Simpatía por el demonio
Detrás de la espectacularidad de algunas de sus imágenes, más allá del lujo desenfrenado que constituye una de sus marcas de estilo, la película Pactar con el diablo es una aparatosa y excesiva colección de cromos bonitos cargados de ideología rancia, uno de esos productos que tanto gustan al público neoconservador norteamericano.Véase de qué va la cosa: una mujer ultrarreligiosa que ha cometido un desliz -esto lo sabremos muy pronto- ha engendrado a un bonito muchachito, un abogado brillante, que se ha casado con una beldad sureña -estas cosas sólo pueden pasar en el Sur-, ambicioso, por aquello, suponemos, de ocupar su lugar en el mundo al precio que sea. La beldad tiene, no obstante, un defecto, además de sus manifiestas virtudes: resulta que es aún más ambiciosa que su cónyuge.
Pactar con el diablo
Dirección: Taylor Hackford. Guión: Jonathan Lemkin y Tony Gilroy, según la novela de Andrew Neiderman. Fotografía. Andrzej Bartkowiak. Música: James Newton Howard. Producción: Arnold y Anne Kopelson. Estados Unidos, 1997. Intérpretes: Al Pacino, Keanu Reeves, Charlize THeron, Jefrey Jones, Judith Ivey, Connie Neilsen, Craig T. Nelson, Tamara Tunie. Estreno en Madrid: cines Aluche, Liceo, Victoria, Lido, Albufera, Coliseum, Benlliure, Acteón, Morasol, Cartago, Luna, Colombia, Cristal, Palafox, Florida, Vaguada, UGC Cine Cité.
Que tal muchachito -Reeves: ¿hay peor actor en el firmamento estelar del Hollywood contemporáneo?- sucumba a los cantos de sirena de un gran despacho de abogados, al frente del cual hay un enigmático, desenfrenado Al Pacino, es sólo el motor obvio de la acción. Y si Pacino desarrolla su arsenal de seducción como anteriormente hicieran dos de sus máximos competidores, Jack Nicholson en Las brujas de Eastwick y Robert de Niro en El corazón del ángel, sólo se puede interpretar como un síntoma de mejoría: para residir hoy en el olimpo de la industria ya no es preciso, como hace pocos años, hacer de tonto para llevarse el gato al agua.

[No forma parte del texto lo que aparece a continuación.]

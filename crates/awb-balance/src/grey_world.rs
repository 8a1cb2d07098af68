//! Grey World illuminant estimation.
//!
//! Assumes the average reflectance of the scene is neutral grey: the three
//! channel means should be equal, and any imbalance between them is the
//! illuminant's color cast. Works well on images with diverse content,
//! poorly on images dominated by a single color (a green forest is not a
//! grey scene).
//!
//! No parameters; deterministic given the input buffer.

use awb_core::ImageBuf;
use awb_stats::{channel_means, guard_divisor};

/// Estimates per-channel gains from the global channel means.
///
/// The target is the mean of the three channel means; each channel's gain
/// scales its mean onto that target. Means are zero-guarded before
/// division, so an essentially black channel cannot blow the gain up.
///
/// # Example
///
/// ```rust
/// use awb_balance::grey_world;
/// use awb_core::ImageBuf;
///
/// // A reddish flat image: R mean is high, gains pull it down
/// let img = ImageBuf::filled(8, 8, [0.8, 0.4, 0.4]);
/// let gains = grey_world::estimate_gains(&img);
/// assert!(gains[0] < 1.0);
/// assert!(gains[1] > 1.0);
/// ```
pub fn estimate_gains(image: &ImageBuf) -> [f32; 3] {
    let means = channel_means(image);
    let target = (means[0] + means[1] + means[2]) / 3.0;
    [
        target / guard_divisor(means[0]),
        target / guard_divisor(means[1]),
        target / guard_divisor(means[2]),
    ]
}

#[cfg(test)]
mod tests {
    use super::*;
    use approx::assert_relative_eq;

    #[test]
    fn test_neutral_image_is_identity() {
        let img = ImageBuf::filled(4, 4, [0.5, 0.5, 0.5]);
        assert_eq!(estimate_gains(&img), [1.0, 1.0, 1.0]);
    }

    #[test]
    fn test_uniform_color_maps_to_target() {
        // Every pixel (r, g, b): gains must send each channel to the
        // target t = (r + g + b) / 3
        let (r, g, b) = (0.6, 0.3, 0.3);
        let img = ImageBuf::filled(5, 3, [r, g, b]);
        let gains = estimate_gains(&img);
        let t = (r + g + b) / 3.0;
        assert_relative_eq!(gains[0] * r, t, epsilon = 1e-6);
        assert_relative_eq!(gains[1] * g, t, epsilon = 1e-6);
        assert_relative_eq!(gains[2] * b, t, epsilon = 1e-6);
    }

    #[test]
    fn test_black_channel_does_not_divide_by_zero() {
        let img = ImageBuf::filled(4, 4, [0.6, 0.6, 0.0]);
        let gains = estimate_gains(&img);
        assert!(gains.iter().all(|g| g.is_finite()));
        // Guarded divisor is 1.0, so the gain equals the target itself
        assert_relative_eq!(gains[2], 0.4, epsilon = 1e-6);
    }

    #[test]
    fn test_four_primaries_average_to_identity() {
        // R, G, B and white pixels: every channel mean is 0.5, so the
        // target is 0.5 and all gains collapse to 1
        let mut img = ImageBuf::new(2, 2);
        img.set_pixel(0, 0, [1.0, 0.0, 0.0]);
        img.set_pixel(1, 0, [0.0, 1.0, 0.0]);
        img.set_pixel(0, 1, [0.0, 0.0, 1.0]);
        img.set_pixel(1, 1, [1.0, 1.0, 1.0]);
        assert_eq!(estimate_gains(&img), [1.0, 1.0, 1.0]);
    }
}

Así las cosas, Pactar con el diablo avanza entre multitud de referencias genéricas. Empieza siendo un filme de los llamados de juicios, más tarde hace un requiebro para adentrarse en uno de los filones más jugosos de estos tiempos, como es la crítica de los grandes despachos de abogados, un poco tras la estela de La tapadera, y desemboca, en un giro previsible, hacia el filme fantástico, pues no en vano Pacino es quien es, o sea, el Señor de las Tinieblas.
Lo que asombra es que la puesta en escena, a cargo del habitualmente excesivo Taylor Hackford, se lance en la segunda mitad del metraje tan sin reservas hacia el terreno del efecto especial y al jueguito parapsicológico de visiones dantescas, dándose de bofetadas con la estética anterior.
Pero, en todo caso, detrás de su mensaje desembozadamente religioso -el único personaje coherente de toda esta película es la madre, que se pasa en la iglesia, mientras el único que es capaz de entender lo que pasa sucumbe brutalmente-, el filme propone una aviesa posibilidad para no perder adeptos: que el respetable tome en consideración, al menos por una vez, los puntos de vista de Satán, brillante y seductoramente expuestos por Al Pacino en la secuencia penúltima.
Y a eso se limita la película: a demostrar, por si todavía hiciera falta, el talento inmenso de este pequeño gran actor, su inefable galería de recursos, su habilidad para tomarse en serio un producto tan endeble.
Juguete caro
Por la actuación de Al Pacino, y sólo por su presencia, merece la pena perder un rato para ir a ver este bodrio disfrazado de juguete caro.Baste sólo con enunciar uno de sus momentos, en medio de una escena mundana: el abogado Al Pacino conoce a la bella esposa de Keanu Reeves, se acerca a la dama y hace con ella un aparte, lejos de las miradas, no obstante bien atentas, del resto de los invitados a una fiesta. Y sigue así la cosa: con habilidad que sólo parece al alcance de un divo, el actor inicia una secuencia de seducción; y sólo con indicar a Charlize Theron las conveniencias de un cambio de peinado, logra un momento de intenso, casi desatado erotismo, muy por encima del interés general de este producto tonto, banal, previsible y maniqueo.